Lipomers (Lipid-polymer Hybrid Particles) of Vardenafil Hydrochloride: a Promising Dual Platform for Modifying the Drug Release Rate and Enhancing Its Oral Bioavailability

  • Mai Ahmed Tawfik
  • Mina Ibrahim Tadros
  • Magdy Ibrahim Mohamed
Research Article Theme: Lipid-Based Drug Delivery Strategies for Oral Drug Delivery
  • 74 Downloads
Part of the following topical collections:
  1. Theme: Lipid-Based Drug Delivery Strategies for Oral Drug Delivery

Abstract

Vardenafil hydrochloride is commonly used for the curing of erectile dysfunction. VAR suffers certain limitations: (i) short elimination half-life (4–5 h), (ii) low aqueous solubility (0.11 mg/mL), (iii) susceptibility to extensive first-pass metabolism and drug efflux transporters (p-glycoprotein), and (iv) limited (15%) oral bioavailability. The current study focused on the development of VAR lipomers as promising modified release systems able to enhance oral bioavailability. VAR-lipomers (lipid-polymer complexes) were successfully developed by a modified precipitation technique employing a lipid (polyglyceryl-6-distearate or glyceryl tristearate) and an amphiphilic polymer (Gantrez®). Three VAR:lipid ratios [1:1, 1:2, and 1:3] and three VAR:Gantrez® ratios [4:1, 2:1, and 1:1] were investigated. Solid-state characterization studies involved differential scanning calorimetry (DSC), X-ray diffraction (XRD), and Fourier-transform infrared (FT-IR) spectroscopy. The systems were assessed for particle size, polydispersity index (PDI), zeta-potential, VAR entrapment-efficiency (EE%), morphology, and VAR released % after 2 h (Q2h) and 8 h (Q8h).

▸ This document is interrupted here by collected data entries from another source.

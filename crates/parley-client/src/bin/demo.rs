//! # parley-demo
//!
//! Runs two participants against the local backend: alice through the full
//! client, bob through a bare conversation.  Prints alice's rendered log.

use std::sync::Arc;

use anyhow::Context;
use parley_client::notifications::SilentNotifier;
use parley_client::shell::{AttachmentView, LogView};
use parley_client::{ChatClient, ChatContext, ClientConfig, Conversation, Screen};
use parley_shared::ProfileStore;
use parley_store::{BackendConfig, LocalBackend};
use tokio::time::Instant;
use tracing::info;

#[tokio::main]
async fn main() -> anyhow::Result<()> {
    parley_client::init_tracing();

    let config = ClientConfig::from_env();
    info!(?config, "Loaded configuration");

    let data_dir = config
        .resolve_data_dir()
        .context("no data directory available, set PARLEY_DATA_DIR")?;

    let mut backend_config = BackendConfig::new(data_dir.join("demo"));
    backend_config.bucket = config.bucket.clone();
    backend_config.max_object_size = config.max_upload_bytes;
    let backend = Arc::new(LocalBackend::open(backend_config).await?);

    let bob_session = backend.auth().sign_up("bob").await?;
    let bob = backend.get_profile(&bob_session.user_id).await?;
    let alice_session = backend.auth().sign_up("alice").await?;
    let alice = backend.get_profile(&alice_session.user_id).await?;

    let delay = config.read_receipt_delay;
    let ctx = ChatContext::from_backend(backend.clone(), Arc::new(SilentNotifier), config);

    let mut client = ChatClient::new(ctx.clone());
    if client.start().await? != Screen::Chat {
        anyhow::bail!("alice is not signed in");
    }

    let mut bob_side = Conversation::new(ctx, bob.clone());
    bob_side.select_peer(alice).await?;
    client.select_peer(&bob.id).await?;

    client.composer_mut().set_text("hello");
    client.send().await?;
    let reply = bob_side
        .submit(Some("hi"), None)
        .await?
        .context("reply was not sent")?;

    // Wait for the reply to come through the feed.
    if let Some(conversation) = client.conversation_mut() {
        while conversation.message(reply).is_none() {
            if !conversation.next_event().await {
                anyhow::bail!("realtime feed closed");
            }
        }
        conversation.message_visible(reply, Instant::now());
    }
    tokio::time::sleep(delay).await;
    client.pump().await;

    let view = client.render().context("chat screen not available")?;
    println!("== {} ==", view.header.unwrap_or_default());
    match view.log {
        LogView::Messages(messages) => {
            for m in messages {
                let receipt = m.receipt.map(|s| format!(" [{s}]")).unwrap_or_default();
                let body = match (m.content, m.attachment) {
                    (Some(text), _) => text,
                    (None, Some(AttachmentView::Image { alt, .. })) => format!("<image {alt}>"),
                    (None, Some(AttachmentView::File { name, size, .. })) => {
                        format!("<file {name}, {size}>")
                    }
                    (None, None) => String::new(),
                };
                println!("{} {}: {}{}", m.time, m.sender_name, body, receipt);
            }
        }
        LogView::Empty(text) | LogView::NoSelection(text) => println!("{text}"),
    }

    Ok(())
}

The best-achieved system (the highest desirability) was promoted for pharmacokinetic studies in fasted rabbits. Statistical analysis of data revealed that L9 system (PGDS, VAR, and Gantrez®; 3:1:1, respectively) had the highest desirability (0.85) with respect to spherical particle size (622.15 nm), PDI (0.11), zeta-potential (−27.90 mV), EE% (62.80%), Q2h (43.45%), and Q8h (77.40%). With respect to Levitra® tablets, the significantly higher relative bioavailability (170%), delayed Tmax, and extended MRT(0–∞) clarified the dual ability of L9 system. Lipomers are emerging systems capable of modifying the rate of VAR release and promoting its oral bioavailability.

KEY WORDS

vardenafil hydrochloride lipid polymer hybrid particles ionic interaction modified release enhanced oral bioavailability 

Notes

Compliance with Ethical Standards

Conflict of Interest

The authors declare that they have no conflict of interest.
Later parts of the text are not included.